月明かりでダンスを…
ダンスパーティーです。
ダンスパーティの前日。
私は柊君の家に居た。
「数井さんにドレス渡しておきました!」
私はマリーさんに笑顔で報告した。
マリーさんから預かったドレスだ。
私と親友3人は明日私の家でマリーさんにドレスを着せてもらう事になっている。
着物じゃないから大丈夫とかではない!
メイクや髪の毛も含めて全てをやってくれる手はずになっている!
数井さんはお母さんが美容師をしているらしくドレスだけで良いらしい!
奏ちゃん達が数井さんをあまりよく思ってないみたいだから少し助かった。
ライバルキャラとヒロインの因果と言うものだろう。
「明日が楽しみね!楓ちゃんのドレス楽しみにしててね!」
「はい!マリーさんのドレス楽しみ~。あっ、ひぃ様は?」
私は柊君に向かってきいた?
「俺は燕尾服だな。黒の。」
「男のドレスコードほど、どうでもいいものは無いわ~。」
マリーさんは興味がないみたいだ。
「スーツと眼鏡は男前に磨きがかかると私は思ってるけど!」
「よし、眼鏡かけるか?」
私はクスクス笑った。
「ひぃ様はすでにモテモテだからそれ以上何かしなくて良いよ!」
「眼鏡かけたら楓がドキドキしてくれるかも知れないだろ?」
「なにそれ?」
私はさらにクスクス笑った。
「眼鏡ぐらいでドキドキしてくれるなら、私が柊に似合う眼鏡を用意しても良いわよ!」
マリーさんはニコニコと私達を見ながら笑った。
「じゃ、折角だからたのむ。
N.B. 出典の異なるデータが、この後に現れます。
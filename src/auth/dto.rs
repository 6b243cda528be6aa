use lazy_static::lazy_static;
use regex::Regex;
use serde::{Deserialize, Serialize};

use crate::error::ApiError;

/// Request bodies arrive wrapped as `{ "data": ... }`.
#[derive(Debug, Deserialize)]
pub struct Envelope<T> {
    pub data: T,
}

/// Body of `/signup` and `/login`.
#[derive(Debug, Deserialize)]
pub struct Credentials {
    pub email: String,
    pub password: String,
}

impl Credentials {
    /// Signup form: trim and lowercase the email, then check both fields.
    pub fn normalized(self) -> Result<Self, ApiError> {
        let creds = self.normalized_for_login()?;
        if !is_valid_email(&creds.email) {
            return Err(ApiError::Validation("Invalid email".into()));
        }
        Ok(creds)
    }

    /// Login form: the email only has to identify a stored user, so its
    /// format is not checked; an unknown one ends as `UserNotFound`.
    pub fn normalized_for_login(mut self) -> Result<Self, ApiError> {
        self.email = normalize_email(&self.email);
        if self.password.is_empty() {
            return Err(ApiError::Validation("Password is required".into()));
        }
        Ok(self)
    }
}

/// Response returned after login.
#[derive(Debug, Serialize)]
pub struct TokenResponse {
    pub token: String,
}

pub(crate) fn normalize_email(email: &str) -> String {
    email.trim().to_lowercase()
}

pub(crate) fn is_valid_email(email: &str) -> bool {
    lazy_static! {
        static ref EMAIL_RE: Regex = Regex::new(r"^[^@\s]+@[^@\s]+\.[^@\s]+$").unwrap();
    }
    EMAIL_RE.is_match(email)
}
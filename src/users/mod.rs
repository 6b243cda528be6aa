pub mod memory;
pub mod repo;
pub mod repo_types;

pub use repo::{PgUserStore, StoreError, UserStore};
pub use repo_types::{Job, UserRecord};
use crate::state::AppState;
use axum::Router;

pub mod claims;
pub mod dto;
pub mod handlers;
pub mod jwt;
pub mod middleware;
pub mod password;

pub fn router() -> Router<AppState> {
    handlers::auth_routes()
}
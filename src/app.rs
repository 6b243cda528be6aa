use std::net::SocketAddr;

use axum::{routing::get, Router};
use tower_http::{cors::CorsLayer, trace::TraceLayer};
use tracing::{info, warn};

use crate::state::AppState;
use crate::{auth, jobs};

pub fn build_app(state: AppState) -> Router {
    Router::new()
        .merge(auth::router())
        .merge(jobs::router(state.clone()))
        .route("/health", get(|| async { "ok" }))
        .with_state(state)
        .layer(CorsLayer::permissive())
        .layer(
            TraceLayer::new_for_http()
                .make_span_with(|req: &axum::http::Request<_>| {
                    let method = req.method().clone();
                    let uri = req.uri().clone();
                    tracing::info_span!(
                        "http_request",
                        %method,
                        uri = %uri,
                        status = tracing::field::Empty
                    )
                })
                .on_response(
                    |res: &axum::http::Response<_>,
                     _latency: std::time::Duration,
                     span: &tracing::Span| {
                        let status = res.status();
                        span.record("status", tracing::field::display(status));
                        if status.is_server_error() {
                            tracing::error!(%status, "response");
                        } else {
                            tracing::info!(%status, "response");
                        }
                    },
                ),
        )
}

pub async fn serve(state: AppState) -> anyhow::Result<()> {
    let addr: SocketAddr = format!("{}:{}", state.config.host, state.config.port).parse()?;
    let app = build_app(state.clone());

    info!("listening on {}", addr);
    let listener = tokio::net::TcpListener::bind(addr).await?;
    axum::serve(listener, app)
        .with_graceful_shutdown(shutdown_signal())
        .await?;

    state.shutdown().await;
    Ok(())
}

async fn shutdown_signal() {
    let ctrl_c = async {
        if let Err(e) = tokio::signal::ctrl_c().await {
            warn!(error = %e, "failed to install Ctrl+C handler");
            std::future::pending::<()>().await;
        }
    };

    #[cfg(unix)]
    let terminate = async {
        match tokio::signal::unix::signal(tokio::signal::unix::SignalKind::terminate()) {
            Ok(mut sig) => {
                sig.recv().await;
            }
            Err(e) => {
                warn!(error = %e, "failed to install SIGTERM handler");
                std::future::pending::<()>().await;
            }
        }
    };

    #[cfg(not(unix))]
    let terminate = std::future::pending::<()>();

    tokio::select! {
        _ = ctrl_c => warn!("received Ctrl+C, shutting down"),
        _ = terminate => warn!("received SIGTERM, shutting down"),
    }
}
」
「プライドなしかい?」
「ものは試し!プライドは別物だろ。」
マリーさんは本当に楽しそうだ。
「私はそろそろ帰りますね!」
「えっ?楓ちゃん泊まってかないの?」
「そうだ!浩ちゃん帰って来ないんだろ?泊まってけよ。」
二人が優しく言うから、帰りたくなくなってしまう。
「じゃあ、甘えちゃおっかな?」
私が笑顔でそう言うと柊君は腕を広げて見せた。
「よし、甘えて良いぞ!」
「楓ちゃん、殴って良いよ!」
私はそのやり取りに笑った。
ダンスパーティー当日。
「可愛い!」
「格好いい!」
「素敵!」
奏ちゃんと忍、美鈴様の3人は自分達のドレスにうっとりしている。
奏ちゃんのドレスはシックな赤いAラインのドレス。
忍は落ち着いた青色のマーメイドラインのドレス。
美鈴様はタンポポのような黄色の胸の下に切り替えのあるエンパイアラインのドレス。
3人とも本気で綺麗だ。
ちなみに私はモスグリーンのAラインのドレスに白のファーのケープを羽織っている。
メイクと髪の毛はマリーさんが友達に頼んで連れてきてくれたプロのスタイリストさんが3人来てくれて私達を作り上げてくれた。
私達が家を出ると柊君が家の前で待っていてくれた。
笑顔でクルリと一回転して見せると、柔らかい笑顔を作ってくれた。
「綺麗だ。」
「…あ、ありがとう。」
柊君は黒の燕尾服に銀縁眼鏡でお出迎えだった。
「どうした?」
「………眼鏡………」
「眼鏡好きなんだろ!」
柊君はイタズラが成功したとばかりに、笑った。
「一条会長ってそんな顔もするんですね。」
奏ちゃんは珍しいものを見た見たように言った。
「よくするけど?」
私が柊君を見ると苦笑いを浮かべていた。
皆とマリーさんのショップのワゴン車を借りて学校につくとすぐに生徒会の仕事の手伝いに駆り出された。
開始時刻は夜7時からだ。
最初にワンコ先輩のスピーチがあって、それが終わると曲が流れはじめて生徒達は思い思いにダンスを始めたり、意中の相手を誘ったりし始めた。
勿論生徒会メンバーは標的にされる。
そのため、ダンスパーティーが始まると生徒会メンバーは仕事が出来なくなるため私達のようにダンスを踊る相手が居ない人が手伝いをするのだ。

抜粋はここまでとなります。